Se desideri approfondire metriche avanzate e strategie, iscriviti alla nostra newsletter per leader del marketing per ricevere risorse e approfondimenti sui social media direttamente nella tua casella di posta.

Il tuo percorso per sbloccare il pieno potenziale del ROI dei social media inizia ora.

FAQ su come padroneggiare il ROI sui social media

Quali sono alcune metriche avanzate per il ROI?

Metriche avanzate come il Costo di Acquisizione Cliente (CAC), il Valore della Vita del Cliente (CLV) e il Tasso di Fidelizzazione del Cliente forniscono approfondimenti più dettagliati su come i social media influenzano la tua attività.

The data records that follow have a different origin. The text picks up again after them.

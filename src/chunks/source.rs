//! Streaming text sources.
//!
//! Lengths and offsets are counted in characters (Unicode scalar values).
//! File sources never hold more than one read block plus one partial
//! character in memory while counting.

use async_trait::async_trait;
use std::path::PathBuf;
use tokio::io::AsyncReadExt;

use crate::error::{Error, Result, UnreadableReason};

/// Read block size for file sources.
const BLOCK_SIZE: usize = 64 * 1024;

/// Content that can be measured and sliced by character offset.
#[async_trait]
pub trait ChunkSource: Send + Sync {
    /// Total length in characters.
    async fn length(&self) -> Result<u64>;

    /// Characters in `[start, end)`. `end` is clamped to the length.
    async fn read_chars(&self, start: u64, end: u64) -> Result<String>;
}

/// Incremental UTF-8 decoder that tolerates characters split across blocks.
#[derive(Debug, Default)]
pub struct Utf8Stream {
    carry: Vec<u8>,
}

impl Utf8Stream {
    pub fn new() -> Self {
        Self::default()
    }

    /// Decode the next block, passing each complete run of text to `sink`.
    ///
    /// Returns `false` on an invalid byte sequence.
    pub fn feed(&mut self, block: &[u8], mut sink: impl FnMut(&str)) -> bool {
        let mut bytes = std::mem::take(&mut self.carry);
        bytes.extend_from_slice(block);

        match std::str::from_utf8(&bytes) {
            Ok(text) => {
                sink(text);
                true
            }
            Err(e) => {
                let valid = e.valid_up_to();
                if e.error_len().is_some() {
                    return false;
                }
                // Incomplete trailing character: keep it for the next block.
                if let Ok(text) = std::str::from_utf8(&bytes[..valid]) {
                    sink(text);
                }
                self.carry = bytes[valid..].to_vec();
                true
            }
        }
    }

    /// Whether the stream ended on a character boundary.
    pub fn finish(&self) -> bool {
        self.carry.is_empty()
    }
}

/// A file read from disk on every call.
#[derive(Debug, Clone)]
pub struct FileSource {
    path: PathBuf,
    uri: String,
}

impl FileSource {
    /// `uri` labels errors.
    pub fn new(path: impl Into<PathBuf>, uri: impl Into<String>) -> Self {
        Self {
            path: path.into(),
            uri: uri.into(),
        }
    }

    fn unreadable(&self, reason: UnreadableReason) -> Error {
        Error::unreadable(self.uri.clone(), reason)
    }

    fn io(&self, e: std::io::Error) -> Error {
        self.unreadable(UnreadableReason::Io {
            detail: e.to_string(),
        })
    }

    /// Stream the file through the decoder. `visit` returns `false` to stop early.
    async fn scan(&self, mut visit: impl FnMut(&str) -> bool + Send) -> Result<()> {
        let mut file = tokio::fs::File::open(&self.path)
            .await
            .map_err(|e| self.io(e))?;
        let mut decoder = Utf8Stream::new();
        let mut buf = vec![0u8; BLOCK_SIZE];
        let mut keep_going = true;

        loop {
            let n = file.read(&mut buf).await.map_err(|e| self.io(e))?;
            if n == 0 {
                break;
            }
            let decoded = decoder.feed(&buf[..n], |text| {
                if keep_going {
                    keep_going = visit(text);
                }
            });
            if !decoded {
                return Err(self.unreadable(UnreadableReason::Undecodable));
            }
            if !keep_going {
                return Ok(());
            }
        }

        if decoder.finish() {
            Ok(())
        } else {
            Err(self.unreadable(UnreadableReason::Undecodable))
        }
    }
}

#[async_trait]
impl ChunkSource for FileSource {
    async fn length(&self) -> Result<u64> {
        let mut count = 0u64;
        self.scan(|text| {
            count += text.chars().count() as u64;
            true
        })
        .await?;
        Ok(count)
    }

    async fn read_chars(&self, start: u64, end: u64) -> Result<String> {
        let mut out = String::new();
        let mut pos = 0u64;
        self.scan(|text| {
            for c in text.chars() {
                if pos >= end {
                    return false;
                }
                if pos >= start {
                    out.push(c);
                }
                pos += 1;
            }
            pos < end
        })
        .await?;
        Ok(out)
    }
}

/// In-memory text.
#[derive(Debug, Clone)]
pub struct MemorySource {
    text: String,
}

impl MemorySource {
    pub fn new(text: impl Into<String>) -> Self {
        Self { text: text.into() }
    }
}

#[async_trait]
impl ChunkSource for MemorySource {
    async fn length(&self) -> Result<u64> {
        Ok(self.text.chars().count() as u64)
    }

    async fn read_chars(&self, start: u64, end: u64) -> Result<String> {
        Ok(self
            .text
            .chars()
            .skip(start as usize)
            .take(end.saturating_sub(start) as usize)
            .collect())
    }
}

Se sei pronto a esplorare metriche e KPI avanzati, leggi la nostra guida su Indicatori chiave di prestazione che ogni CMO dovrebbe monitorare per una panoramica più completa.

Quale social media offre il ROI più alto?

Per i marketer B2B, Facebook genera il ROI più elevato, seguita da TikTok, YouTube e Instagram che condividono il secondo posto. Tuttavia, prendi questi dati con cautela, poiché possono variare da azienda ad azienda.

L’analisi del pubblico è un passaggio importante nella creazione di una strategia di social media di successo e fornirà i dati migliori su quale piattaforma funzionerà meglio per la tua azienda.

Qual è un buon tasso di crescita sui social media?

I tassi di crescita sui social media variano molto in base al settore e alla piattaforma. In media, un tasso di crescita tra il 2% e il 5% è considerato buono, ma non è una regola fissa. Ad esempio, ecco i tassi medi di crescita mensile del pubblico su LinkedIn, Instagram e TikTok:

Questa variabilità nei tassi di crescita dimostra quanto sia importante creare i propri report di benchmark per personalizzare il monitoraggio della crescita.

Come posso allineare gli obiettivi dei social media con quelli aziendali più ampi?

Inizia identificando gli obiettivi aziendali generali. Quindi, definisci obiettivi specifici e misurabili per i social media che contribuiscano direttamente a queste aspirazioni più ampie. Nel definire gli obiettivi, sfrutta il social listening per comprendere meglio i bisogni, i desideri e le difficoltà del tuo pubblico di riferimento.

Il ROI può essere negativo e cosa significa?

Sì. Un ROI negativo indica una perdita sull’investimento, il che significa che stai investendo più di quanto ottieni. Valuta la causa — che si tratti della strategia, del target o dell’esecuzione — e adatta di conseguenza il tuo budget di marketing.